Snow patrol: Working the beat in subzero temperatures
When the mercury dips deep below zero, it is important to dress properly and be sure your battery-operated gear is going to work — here’s how
I grew up in a cold-weather state. In grade school I bundled up like the little kid from A Christmas Story — “I can’t put my arms down!” — but by the time high school rolled around, some of my priorities changed. Hats, gloves, and boots became “uncool,” so my winter-wear was little more than a varsity jacket and a pair of tennis shoes.
As a bundled-up youngster I could take my time going back and forth to school, stopping to examine anything curious — “I wonder what critter left these tracks.” But in high school the combination of frigid temperatures and excessive tardiness forced me to cover that distance in a fraction of the time.
Cops today are really no different from me a few years back. The smart ones dress for the weather and can comfortably stay out in the cold for hours. They get out of the squad and investigate suspicious stuff they encounter. But the “my parka makes me look chubby” and “I can’t mess up my $50 haircut with a hat” crowd can’t get back to the squad quick enough, if they even stepped out in the first place.
Yes, it’s tough for a police officer to dress for the winter shift.

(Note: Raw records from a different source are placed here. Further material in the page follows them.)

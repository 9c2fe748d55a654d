use std::path::PathBuf;

use arrow::error::ArrowError;
use scicoda_core::{DescriptorError, SchemaError};
use scicoda_persistence::PersistenceError;
use thiserror::Error;

/// Error opaco devuelto por los builders externos.
pub type BoxError = Box<dyn std::error::Error + Send + Sync + 'static>;

/// Errores públicos de la librería.
#[derive(Debug, Error)]
pub enum ScicodaError {
    #[error("invalid argument {argument:?} for parameter '{parameter}' of '{function}'; allowed values: {}", .allowed.join(", "))]
    InvalidParameter { function: String, parameter: String, argument: String, allowed: Vec<String> },
    #[error(transparent)]
    Schema(#[from] SchemaError),
    #[error("dataset '{dataset}' not found at {}: {guidance}", .path.display())]
    DatasetNotFound { dataset: String, path: PathBuf, guidance: String },
    #[error("failed to fetch dataset '{dataset}': {source}")]
    Fetch { dataset: String, source: BoxError },
    #[error("missing dependency for dataset '{dataset}': {details}")]
    MissingDependency { dataset: String, details: String },
    #[error("storage error at {}: {source}", .path.display())]
    Storage { path: PathBuf, source: PersistenceError },
    #[error("compute error: {0}")]
    Compute(#[from] ArrowError),
}

impl ScicodaError {
    pub fn invalid_parameter(function: &str, parameter: &str, argument: &str, allowed: &[impl AsRef<str>]) -> Self {
        ScicodaError::InvalidParameter { function: function.to_string(),
                                         parameter: parameter.to_string(),
                                         argument: argument.to_string(),
                                         allowed: allowed.iter().map(|a| a.as_ref().to_string()).collect() }
    }

    pub(crate) fn storage(path: impl Into<PathBuf>) -> impl FnOnce(PersistenceError) -> ScicodaError {
        let path = path.into();
        move |source| ScicodaError::Storage { path, source }
    }

    /// Traduce un error de sub-clave del descriptor al parámetro público.
    pub(crate) fn from_descriptor(function: &str, err: DescriptorError) -> Self {
        match err {
            DescriptorError::MissingSubKey { parameter, allowed, .. } => ScicodaError::InvalidParameter { function: function.to_string(),
                                                                                                          parameter,
                                                                                                          argument: "<none>".to_string(),
                                                                                                          allowed },
            DescriptorError::UnexpectedSubKey { dataset, value } => ScicodaError::InvalidParameter { function: function.to_string(),
                                                                                                     parameter: "sub_key".to_string(),
                                                                                                     argument: value,
                                                                                                     allowed: vec![format!("<none> ({dataset} is not partitioned)")] },
            DescriptorError::UnknownSubKey { parameter, value, allowed, .. } => ScicodaError::InvalidParameter { function: function.to_string(),
                                                                                                                 parameter,
                                                                                                                 argument: value,
                                                                                                                 allowed },
        }
    }

    /// Clasifica el error de un builder: los de esquema se conservan, el resto es `Fetch`.
    pub(crate) fn from_builder(dataset: &str, err: BoxError) -> Self {
        let err = match err.downcast::<SchemaError>() {
            Ok(schema) => return ScicodaError::Schema(*schema),
            Err(other) => other,
        };
        match err.downcast::<ScicodaError>() {
            Ok(inner) => match *inner {
                ScicodaError::Schema(schema) => ScicodaError::Schema(schema),
                other => ScicodaError::Fetch { dataset: dataset.to_string(), source: Box::new(other) },
            },
            Err(other) => ScicodaError::Fetch { dataset: dataset.to_string(), source: other },
        }
    }
}
//! Artifact Store: caché de tablas por proceso.
//!
//! Resuelve `(dataset, sub_key)` a un `TableHandle` compartido:
//!
//! 1. Valida nombre y sub-clave contra el registro (antes de cualquier I/O).
//! 2. Si la entrada ya está en caché la devuelve sin tocar disco.
//! 3. Si el artifact no existe, ejecuta una única vez el builder registrado.
//! 4. Carga según la estrategia del descriptor y valida contra el esquema.
//!
//! Cada clave tiene su propio `OnceCell`: llamadas concurrentes sobre la misma
//! clave esperan a una única carga, y claves distintas no se bloquean entre sí.
//! El resultado de un build también se memoiza por dataset, de modo que un
//! fallo de fetch no se reintenta en cada acceso (sólo `update` lo reinicia).
use std::path::{Path, PathBuf};
use std::sync::atomic::{AtomicUsize, Ordering};
use std::sync::Arc;

use arrow::datatypes::SchemaRef;
use dashmap::DashMap;
use log::{debug, info, warn};
use once_cell::sync::{Lazy, OnceCell};
use scicoda_core::{validate, DatasetDescriptor, DatasetRegistry, LoadStrategy, RowPredicate, Schema, StorageFormat, Table};
use scicoda_persistence::{read_parquet, read_records, LazyScan};

use crate::builder::{ArtifactBuilder, ArtifactSink, BuildReport};
use crate::config::{DataConfig, CONFIG};
use crate::errors::ScicodaError;

static GLOBAL: Lazy<ArtifactStore> = Lazy::new(|| ArtifactStore::from_config(&CONFIG.data));

/// Clave de caché: nombre lógico y sub-clave opcional.
pub type CacheKey = (String, Option<String>);

/// Tabla cargada (eager) o scan diferido ya validado a nivel de esquema.
#[derive(Debug)]
pub enum TableHandle {
    Eager(Table),
    Lazy { scan: LazyScan, schema: Schema, output: SchemaRef },
}

impl TableHandle {
    pub fn strategy(&self) -> LoadStrategy {
        match self {
            TableHandle::Eager(_) => LoadStrategy::Eager,
            TableHandle::Lazy { .. } => LoadStrategy::Lazy,
        }
    }

    /// Esquema Arrow de las filas que devuelve `query`.
    pub fn schema(&self) -> SchemaRef {
        match self {
            TableHandle::Eager(table) => table.schema(),
            TableHandle::Lazy { output, .. } => Arc::clone(output),
        }
    }

    /// Filas que cumplen el predicado. En modo lazy el predicado se empuja al
    /// lector y las filas resultantes se validan antes de devolverlas.
    pub fn query(&self, predicate: &RowPredicate) -> Result<Table, ScicodaError> {
        match self {
            TableHandle::Eager(table) => Ok(table.filter(predicate)?),
            TableHandle::Lazy { scan, schema, .. } => {
                let rows = scan.collect(predicate).map_err(ScicodaError::storage(scan.path()))?;
                Ok(validate(rows, schema)?)
            }
        }
    }

    /// Tabla completa.
    pub fn table(&self) -> Result<Table, ScicodaError> {
        self.query(&RowPredicate::new())
    }
}

/// Si un dataset puede generarse en este proceso.
#[derive(Debug, Clone, PartialEq, Eq)]
pub enum FetchCapability {
    Available,
    Unavailable { details: String },
}

#[derive(Debug, Clone, Copy, PartialEq, Eq, Default)]
pub struct StoreStats {
    /// Entradas de caché inicializadas.
    pub entries: usize,
    /// Cargas desde disco completadas.
    pub loads: usize,
    /// Builds ejecutados con éxito.
    pub builds: usize,
}

/// Resultado memoizado de un build; el error se guarda como texto para poder
/// compartirlo entre llamadores.
type BuildOutcome = Result<(), String>;

pub struct ArtifactStore {
    registry: Arc<DatasetRegistry>,
    data_dir: PathBuf,
    zstd_level: i32,
    builders: DashMap<String, Arc<dyn ArtifactBuilder>>,
    entries: DashMap<CacheKey, Arc<OnceCell<Arc<TableHandle>>>>,
    builds: DashMap<String, Arc<OnceCell<BuildOutcome>>>,
    loads: AtomicUsize,
    build_count: AtomicUsize,
}

impl ArtifactStore {
    /// Store sobre el registro incorporado con el directorio dado.
    pub fn new(data_dir: impl Into<PathBuf>) -> Self {
        Self::from_config(&DataConfig::with_data_dir(data_dir))
    }

    pub fn from_config(config: &DataConfig) -> Self {
        Self::with_registry(DatasetRegistry::builtin(), config)
    }

    pub fn with_registry(registry: Arc<DatasetRegistry>, config: &DataConfig) -> Self {
        Self { registry,
               data_dir: config.data_dir.clone(),
               zstd_level: config.zstd_level,
               builders: DashMap::new(),
               entries: DashMap::new(),
               builds: DashMap::new(),
               loads: AtomicUsize::new(0),
               build_count: AtomicUsize::new(0) }
    }

    /// Instancia compartida del proceso, configurada desde el entorno.
    pub fn global() -> &'static ArtifactStore {
        &GLOBAL
    }

    pub fn data_dir(&self) -> &Path {
        &self.data_dir
    }

    pub fn registry(&self) -> &DatasetRegistry {
        &self.registry
    }

    /// Registra (o reemplaza) el builder del dataset que declara `builder.name()`.
    pub fn register_builder(&self, builder: impl ArtifactBuilder + 'static) -> Result<(), ScicodaError> {
        let name = builder.name().to_string();
        self.descriptor("register_builder", &name)?;
        self.builds.remove(&name);
        self.builders.insert(name, Arc::new(builder));
        Ok(())
    }

    pub fn fetch_capability(&self, dataset: &str) -> Result<FetchCapability, ScicodaError> {
        self.descriptor("fetch_capability", dataset)?;
        if self.builders.contains_key(dataset) {
            Ok(FetchCapability::Available)
        } else {
            Ok(FetchCapability::Unavailable { details: format!("no builder registered for '{dataset}'; register one with ArtifactStore::register_builder") })
        }
    }

    /// Handle compartido para `(dataset, sub_key)`. Idempotente: llamadas
    /// repetidas devuelven el mismo `Arc` sin nueva I/O.
    pub fn get(&self, dataset: &str, sub_key: Option<&str>) -> Result<Arc<TableHandle>, ScicodaError> {
        let descriptor = self.descriptor("get", dataset)?;
        let sub_key = descriptor.check_sub_key(sub_key)
                                .map_err(|e| ScicodaError::from_descriptor("get", e))?;
        let key: CacheKey = (dataset.to_string(), sub_key.map(str::to_string));

        // El Arc se clona fuera del mapa: ningún guard de DashMap se mantiene durante la carga.
        let cell = Arc::clone(&self.entries.entry(key).or_default());
        if let Some(handle) = cell.get() {
            debug!("store:hit dataset={dataset} sub_key={sub_key:?}");
            return Ok(Arc::clone(handle));
        }
        let handle = cell.get_or_try_init(|| self.load(&descriptor, sub_key).map(Arc::new))?;
        Ok(Arc::clone(handle))
    }

    /// Atajo: `get` seguido de `TableHandle::query`.
    pub fn query(&self, dataset: &str, sub_key: Option<&str>, predicate: &RowPredicate) -> Result<Table, ScicodaError> {
        self.get(dataset, sub_key)?.query(predicate)
    }

    /// Descarta las entradas de caché y el build memoizado de un dataset.
    pub fn invalidate(&self, dataset: &str) {
        self.entries.retain(|(name, _), _| name != dataset);
        self.builds.remove(dataset);
        debug!("store:invalidate dataset={dataset}");
    }

    pub fn stats(&self) -> StoreStats {
        let entries = self.entries.iter().filter(|e| e.value().get().is_some()).count();
        StoreStats { entries,
                     loads: self.loads.load(Ordering::SeqCst),
                     builds: self.build_count.load(Ordering::SeqCst) }
    }

    /// Ejecuta el builder del dataset sin consultar la memoización e invalida
    /// la caché del dataset. Un build fallido puede haber reemplazado parte de
    /// las particiones, así que también invalida en ese caso.
    pub(crate) fn rebuild(&self, dataset: &str) -> Result<BuildReport, ScicodaError> {
        let descriptor = self.descriptor("update", dataset)?;
        let builder = self.builder(dataset).ok_or_else(|| ScicodaError::MissingDependency {
                                                    dataset: dataset.to_string(),
                                                    details: "no builder registered; the dataset can only be read from an existing artifact".to_string(),
                                                })?;
        let result = self.run_build(&descriptor, builder.as_ref());
        self.invalidate(dataset);
        result
    }

    fn descriptor(&self, function: &str, dataset: &str) -> Result<Arc<DatasetDescriptor>, ScicodaError> {
        self.registry
            .get(dataset)
            .ok_or_else(|| ScicodaError::invalid_parameter(function, "dataset", dataset, &self.registry.names()[..]))
    }

    fn builder(&self, dataset: &str) -> Option<Arc<dyn ArtifactBuilder>> {
        self.builders.get(dataset).map(|b| Arc::clone(b.value()))
    }

    fn load(&self, descriptor: &DatasetDescriptor, sub_key: Option<&str>) -> Result<TableHandle, ScicodaError> {
        let relative = descriptor.relative_path(sub_key)
                                 .map_err(|e| ScicodaError::from_descriptor("get", e))?;
        let path = self.data_dir.join(relative);
        if !path.is_file() {
            self.ensure_built(descriptor, &path)?;
        }
        let schema = descriptor.schema(sub_key)
                               .map_err(|e| ScicodaError::from_descriptor("get", e))?;

        let handle = match descriptor.strategy() {
            LoadStrategy::Eager => {
                let raw = match descriptor.format() {
                    StorageFormat::JsonRecords => read_records(&path, &schema.arrow_schema()),
                    StorageFormat::Parquet => read_parquet(&path),
                }.map_err(ScicodaError::storage(&path))?;
                TableHandle::Eager(validate(raw, schema)?)
            }
            LoadStrategy::Lazy => {
                let scan = LazyScan::open(&path).map_err(ScicodaError::storage(&path))?;
                // Sólo esquema: tipos y columnas se comprueban ya; los valores, por consulta.
                let output = validate(Table::empty(scan.schema()), schema)?.schema();
                TableHandle::Lazy { scan, schema: schema.clone(), output }
            }
        };
        self.loads.fetch_add(1, Ordering::SeqCst);
        debug!("store:load dataset={} sub_key={:?} strategy={:?} path={}",
               descriptor.name(),
               sub_key,
               handle.strategy(),
               path.display());
        Ok(handle)
    }

    /// Genera el artifact que falta, una sola vez por dataset.
    fn ensure_built(&self, descriptor: &DatasetDescriptor, path: &Path) -> Result<(), ScicodaError> {
        let dataset = descriptor.name();
        let Some(builder) = self.builder(dataset) else {
            return Err(ScicodaError::DatasetNotFound { dataset: dataset.to_string(),
                                                       path: path.to_path_buf(),
                                                       guidance: format!("no builder is registered for '{dataset}'; register one and run update, \
                                                                          or point SCICODA_DATA_DIR at a directory that contains the artifact") });
        };

        let cell = Arc::clone(&self.builds.entry(dataset.to_string()).or_default());
        let mut first_error = None;
        let outcome = cell.get_or_init(|| match self.run_build(descriptor, builder.as_ref()) {
                              Ok(_) => Ok(()),
                              Err(e) => {
                                  let message = e.to_string();
                                  warn!("store:build_failed dataset={dataset} error={message}");
                                  first_error = Some(e);
                                  Err(message)
                              }
                          });
        if let Some(err) = first_error {
            return Err(err);
        }
        match outcome {
            Err(message) => Err(ScicodaError::DatasetNotFound { dataset: dataset.to_string(),
                                                                path: path.to_path_buf(),
                                                                guidance: format!("an earlier build attempt failed ({message}); run update to retry") }),
            Ok(()) if !path.is_file() => Err(ScicodaError::DatasetNotFound { dataset: dataset.to_string(),
                                                                             path: path.to_path_buf(),
                                                                             guidance: format!("the builder for '{dataset}' completed without writing this artifact") }),
            Ok(()) => Ok(()),
        }
    }

    fn run_build(&self, descriptor: &DatasetDescriptor, builder: &dyn ArtifactBuilder) -> Result<BuildReport, ScicodaError> {
        let dataset = descriptor.name();
        info!("store:build:start dataset={dataset}");
        let mut sink = ArtifactSink::new(descriptor, &self.data_dir, self.zstd_level);
        builder.build(&mut sink)
               .map_err(|e| ScicodaError::from_builder(dataset, e))?;
        let report = sink.into_report();
        self.build_count.fetch_add(1, Ordering::SeqCst);
        info!("store:build:done dataset={dataset} artifacts={} rows={}", report.artifacts.len(), report.total_rows());
        Ok(report)
    }
}

#[cfg(test)]
mod tests {
    use super::*;
    use scicoda_core::constants::{AUTODOCK_ATOM_TYPES, CCD, PERIODIC_TABLE};

    #[test]
    fn unknown_dataset_fails_before_io() {
        let store = ArtifactStore::new("/nonexistent/scicoda");
        match store.get("atom/nope", None) {
            Err(ScicodaError::InvalidParameter { parameter, allowed, .. }) => {
                assert_eq!(parameter, "dataset");
                assert_eq!(allowed, vec![PERIODIC_TABLE, AUTODOCK_ATOM_TYPES, CCD]);
            }
            other => panic!("unexpected {other:?}"),
        }
        assert_eq!(store.stats(), StoreStats::default());
    }

    #[test]
    fn bad_sub_key_fails_before_io() {
        let store = ArtifactStore::new("/nonexistent/scicoda");
        assert!(matches!(store.get(CCD, Some("chem")), Err(ScicodaError::InvalidParameter { .. })));
        assert!(matches!(store.get(CCD, None), Err(ScicodaError::InvalidParameter { .. })));
        assert!(matches!(store.get(PERIODIC_TABLE, Some("x")), Err(ScicodaError::InvalidParameter { .. })));
    }

    #[test]
    fn missing_artifact_without_builder_gives_guidance() {
        let dir = tempfile::tempdir().unwrap();
        let store = ArtifactStore::new(dir.path());
        match store.get(PERIODIC_TABLE, None) {
            Err(ScicodaError::DatasetNotFound { dataset, path, guidance }) => {
                assert_eq!(dataset, PERIODIC_TABLE);
                assert_eq!(path, store.data_dir().join("atom/periodic_table.json"));
                assert!(guidance.contains("register"));
            }
            other => panic!("unexpected {other:?}"),
        }
        assert_eq!(store.fetch_capability(PERIODIC_TABLE).unwrap(),
                   FetchCapability::Unavailable { details: format!("no builder registered for '{PERIODIC_TABLE}'; register one with ArtifactStore::register_builder") });
    }

    #[test]
    fn failed_load_is_retried_on_next_access() {
        let dir = tempfile::tempdir().unwrap();
        let store = ArtifactStore::new(dir.path());
        assert!(store.get(AUTODOCK_ATOM_TYPES, None).is_err());
        std::fs::create_dir_all(dir.path().join("atom")).unwrap();
        std::fs::write(dir.path().join("atom/autodock_atom_types.json"),
                       br#"[{"type": "C", "element": "C", "description": "carbon", "hbond_acceptor": false, "hbond_donor": false, "hbond_count": 0}]"#).unwrap();
        let handle = store.get(AUTODOCK_ATOM_TYPES, None).unwrap();
        assert_eq!(handle.strategy(), LoadStrategy::Eager);
        assert_eq!(store.stats().loads, 1);
    }
}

You could spend your first four hours cooped up in a 90-degree crime scene, and finish out your shift on perimeter detail in subzero weather. Add to that the fact that your issued uniform likely came from the lowest bidder and was decided upon by someone at a desk with no real-world understanding of the effects of winter weather, and you’re looking at a pretty uncomfortable day.
The good news is that the important stuff is what you wear under, over, and with your issued uniform. Layering does work, and a good layer can offset some of the other clothes we end up having to wear. For example, a good set of thermal long underwear and good warm socks are well worth the money.
If you have anything made from any amount of cotton, get rid of it. Once wet, cotton has no insulation value and is worthless as active winter wear. Stick with synthetics, wool, or even silk; these fabrics can be wet or damp and still provide some insulation value and wicking properties.
Adding some polypropylene liners in your socks and a quality wool or fleece vest under your jacket is not a bad idea either. A hat with pull down ear flaps or facemask is a must during these temps; it takes only minutes for frostbite to set in, and your face and ears are most susceptible.
My experience is that no glove will keep your hands warm in subzero weather for hours and still allow you to manipulate the items on your duty belt. Keeping the layering idea in mind, there are winter sports gloves out there that are bulky, warm and have a removable thin insulated liner. These are worth a look as you can have the warmth when you need it, but can quickly pull off the “bulk” and be left with the lighter glove when you need to take care of business.
Yes, it’s an extra step, but frozen hands are useless. Even a quality oversized mitten that you can fit your hand in with your lighter gloves on might be a good idea if you know you will be standing around a while.
Size them right and the extra room can hold a hand warmer. A quick shake of your hands can put the mittens on the ground while the thin gloves stay on your hand while you deal with equipment.
A common misconception is that batteries go dead in cold weather. Batteries don’t go dead because of the cold — however, the chemical reaction required for them to discharge to run a device can’t happen below certain temps. The batteries are still charged, but need to be warmed up to discharge.
Replacing cold batteries with more cold batteries won’t solve the problem — you need to keep electronics from getting too cold in the first place. If you need battery-powered equipment at an outdoor crime scene for an extended period, stick a hand warmer or two in a pocket or small insulated cooler along with your electronics and it will help keep the batteries at the proper temps so you can use them.
Consider a winter “go-bag” that can hold all your battery-operated gear. This will also let you remove the gear from the squad at the end of your shift so it’s not sitting, unused, in subzero temperatures.
Try to get everything in your electronic go-bag so that it uses AA batteries. If you need a camera, GPS, flashlight, headlamp, recorder, etc., you can carry one size of replacement battery or pull batteries from one device to make the other work. You can even get clamshell battery cases for your portable that will allow you to use AA batteries in a pinch to maintain communications should your rechargeable battery not work.
The effects of cold weather can make our normal tasks much harder. When your hands get cold, it becomes tougher to operate that security holster. You might not feel the needle or weapon on the suspect you’re patting down.
Finally, watch out for the effects of hypothermia. They mimic someone under the influence of alcohol, where speech is slurred, judgment impaired, and simple tasks can’t be performed as well and you rush tasks to get back to heat.
If you work in frigid cold weather, you know this is a tactical issue worthy of proper preparation before heading out on patrol.